Tuning up the DCC

Dunedin City Council chief executive Dr Sue Bidrose stands with her retro-styled 2009 Triumph...
Dunedin City Council chief executive Dr Sue Bidrose stands with her retro-styled 2009 Triumph Bonneville motorcycle after a high-octane first year in the job. She has had to juggle testing administrative challenges while trying to advance her agenda of...

Sue Bidrose is not what you might reasonably expect.

The Dunedin City Council's first female chief executive breezes into the room, grinning, joking, offering a coffee cup covered in all the symbols of the periodic table's elements.

Then she launches into a recital of every element represented on the cup, from memory, drawing on her background in biochemistry.
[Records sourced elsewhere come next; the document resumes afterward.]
//! Secrets management for cardsync
//!
//! Secrets are stored separately from configuration to avoid accidental sharing.
//! The secrets file is located at `~/.config/cardsync/secrets.toml` and must have
//! restrictive permissions (0600 on Unix).
//!
//! Loading priority:
//! 1. Environment variables (GITHUB_TOKEN, TRELLO_KEY, TRELLO_TOKEN)
//! 2. Secrets file (~/.config/cardsync/secrets.toml)

use std::path::{Path, PathBuf};

use serde::{Deserialize, Serialize};
use tracing::{debug, warn};

use crate::{Error, Result};

/// Secrets structure
#[derive(Debug, Clone, Default, Deserialize, Serialize)]
#[serde(default)]
pub struct Secrets {
    /// GitHub credentials
    pub github: GitHubSecrets,

    /// Trello credentials
    pub trello: TrelloSecrets,
}

/// GitHub-related secrets
#[derive(Debug, Clone, Default, Deserialize, Serialize)]
#[serde(default)]
pub struct GitHubSecrets {
    /// GitHub Personal Access Token
    pub token: Option<String>,
}

/// Trello-related secrets
#[derive(Debug, Clone, Default, Deserialize, Serialize)]
#[serde(default)]
pub struct TrelloSecrets {
    /// API key
    pub key: Option<String>,

    /// API token
    pub token: Option<String>,
}

fn trimmed(value: &mut Option<String>) {
    if let Some(v) = value {
        *v = v.trim().to_string();
    }
}

fn pick(env_var: &str, from_file: &Option<String>) -> Option<String> {
    if let Ok(value) = std::env::var(env_var) {
        let value = value.trim().to_string();
        if !value.is_empty() {
            debug!(var = env_var, "Using credential from environment");
            return Some(value);
        }
    }

    from_file.as_ref().filter(|v| !v.is_empty()).cloned()
}

impl Secrets {
    /// Load secrets from the default location
    ///
    /// Returns default (empty) secrets if file doesn't exist
    pub fn load() -> Result<Self> {
        if let Some(path) = Self::default_secrets_path() {
            if path.exists() {
                return Self::load_from_file(&path);
            }
        }

        Ok(Self::default())
    }

    /// Load secrets from a specific file with permission checking
    pub fn load_from_file(path: &Path) -> Result<Self> {
        #[cfg(unix)]
        {
            use std::os::unix::fs::PermissionsExt;

            let metadata = std::fs::metadata(path).map_err(Error::Io)?;
            let mode = metadata.permissions().mode();

            if mode & 0o077 != 0 {
                return Err(Error::Config(format!(
                    "Secrets file {} has insecure permissions {:o}. \
                     Please run: chmod 600 {}",
                    path.display(),
                    mode & 0o777,
                    path.display()
                )));
            }
        }

        let contents = std::fs::read_to_string(path).map_err(Error::Io)?;
        let mut secrets: Secrets = toml::from_str(&contents)
            .map_err(|e| Error::Config(format!("Failed to parse secrets: {}", e)))?;

        trimmed(&mut secrets.github.token);
        trimmed(&mut secrets.trello.key);
        trimmed(&mut secrets.trello.token);

        debug!(path = %path.display(), "Loaded secrets file");
        Ok(secrets)
    }

    /// Get the default secrets file path
    ///
    /// Returns `~/.config/cardsync/secrets.toml` on Unix
    pub fn default_secrets_path() -> Option<PathBuf> {
        dirs::config_dir().map(|p| p.join("cardsync").join("secrets.toml"))
    }

    /// GitHub token; GITHUB_TOKEN wins over the secrets file
    pub fn github_token(&self) -> Option<String> {
        pick("GITHUB_TOKEN", &self.github.token)
    }

    /// Trello API key; TRELLO_KEY wins over the secrets file
    pub fn trello_key(&self) -> Option<String> {
        pick("TRELLO_KEY", &self.trello.key)
    }

    /// Trello API token; TRELLO_TOKEN wins over the secrets file
    pub fn trello_token(&self) -> Option<String> {
        pick("TRELLO_TOKEN", &self.trello.token)
    }

    /// Require every credential, naming the missing ones
    pub fn require_all(&self) -> Result<(String, String, String)> {
        let github = self.github_token();
        let key = self.trello_key();
        let token = self.trello_token();

        match (github, key, token) {
            (Some(github), Some(key), Some(token)) => Ok((github, key, token)),
            (github, key, token) => {
                let missing: Vec<&str> = [
                    (github.is_none(), "GITHUB_TOKEN"),
                    (key.is_none(), "TRELLO_KEY"),
                    (token.is_none(), "TRELLO_TOKEN"),
                ]
                .into_iter()
                .filter_map(|(absent, name)| absent.then_some(name))
                .collect();
                Err(Error::Config(format!(
                    "Missing credentials: {} (set them in the environment or {})",
                    missing.join(", "),
                    Self::default_secrets_path()
                        .map(|p| p.display().to_string())
                        .unwrap_or_else(|| "secrets.toml".to_string())
                )))
            }
        }
    }

    /// Create a template secrets file at the default location
    pub fn create_template() -> Result<PathBuf> {
        let path = Self::default_secrets_path()
            .ok_or_else(|| Error::Config("Could not determine secrets path".to_string()))?;

        if let Some(parent) = path.parent() {
            std::fs::create_dir_all(parent).map_err(Error::Io)?;
        }

        if path.exists() {
            return Err(Error::Config(format!(
                "Secrets file already exists at {}",
                path.display()
            )));
        }

        let template = r#"# cardsync secrets
# Do not share or commit this file. It must be chmod 600.

[github]
# Personal Access Token with read access to issues
token = ""

[trello]
# From https://trello.com/app-key
key = ""
token = ""
"#;

        std::fs::write(&path, template).map_err(Error::Io)?;

        #[cfg(unix)]
        {
            use std::os::unix::fs::PermissionsExt;
            let perms = std::fs::Permissions::from_mode(0o600);
            std::fs::set_permissions(&path, perms).map_err(Error::Io)?;
        }

        warn!(path = %path.display(), "Created secrets template - please edit and add your credentials");

        Ok(path)
    }
}

#[cfg(test)]
mod tests {
    use super::*;
    use std::io::Write;
    use tempfile::NamedTempFile;

    #[test]
    fn test_default_secrets() {
        let secrets = Secrets::default();
        assert!(secrets.github.token.is_none());
        assert!(secrets.trello.key.is_none());
    }

    #[test]
    fn test_parse_secrets() {
        let toml = r#"
[github]
token = "ghp_xxxxxxxxxxxx"

[trello]
key = "abc"
token = "def"
"#;
        let secrets: Secrets = toml::from_str(toml).unwrap();
        assert_eq!(secrets.github.token.as_deref(), Some("ghp_xxxxxxxxxxxx"));
        assert_eq!(secrets.trello.key.as_deref(), Some("abc"));
        assert_eq!(secrets.trello.token.as_deref(), Some("def"));
    }

    #[cfg(unix)]
    #[test]
    fn test_insecure_permissions_rejected() {
        use std::os::unix::fs::PermissionsExt;

        let mut file = NamedTempFile::new().unwrap();
        writeln!(file, "[github]\ntoken = \"test\"").unwrap();
        std::fs::set_permissions(file.path(), std::fs::Permissions::from_mode(0o644)).unwrap();

        let err = Secrets::load_from_file(file.path()).unwrap_err();
        assert!(err.to_string().contains("insecure permissions"));
    }

    #[cfg(unix)]
    #[test]
    fn test_secure_permissions_accepted_and_trimmed() {
        use std::os::unix::fs::PermissionsExt;

        let mut file = NamedTempFile::new().unwrap();
        writeln!(file, "[trello]\nkey = \"  k3y  \"\ntoken = \"t0k\"").unwrap();
        std::fs::set_permissions(file.path(), std::fs::Permissions::from_mode(0o600)).unwrap();

        let secrets = Secrets::load_from_file(file.path()).unwrap();
        assert_eq!(secrets.trello.key.as_deref(), Some("k3y"));
        assert_eq!(secrets.trello.token.as_deref(), Some("t0k"));
    }

    #[test]
    fn test_empty_file_value_is_absent() {
        // An empty value in the file never counts as a credential
        assert_eq!(pick("CARDSYNC_TEST_UNSET_VARIABLE", &Some(String::new())), None);
        assert_eq!(
            pick("CARDSYNC_TEST_UNSET_VARIABLE", &Some("abc".to_string())),
            Some("abc".to_string())
        );
    }
}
It's not the typical start to an interview with a council chief executive, but then Dr Bidrose is not your typical city bureaucrat.

What follows is an hour of undivided attention as Dr Bidrose (53) opens up about her life, her job and the sleepless nights that come with the city's biggest headaches.

Those headaches include the discovery of a major alleged fraud within the council and the headlines and resignations that followed.

But she also talks about her love of motorcycles, scuba diving and travel, the cancer scare that threatened to claim her life, and her civil union to her long-time partner, Lisa.

And as she talks, reclining in her chair and smiling, a blue folder sitting on the table offers the only clue to the pressures on Dr Bidrose's time.

It's a daily schedule that details exactly where she should be, and what she should be grappling with, at every hour of the day.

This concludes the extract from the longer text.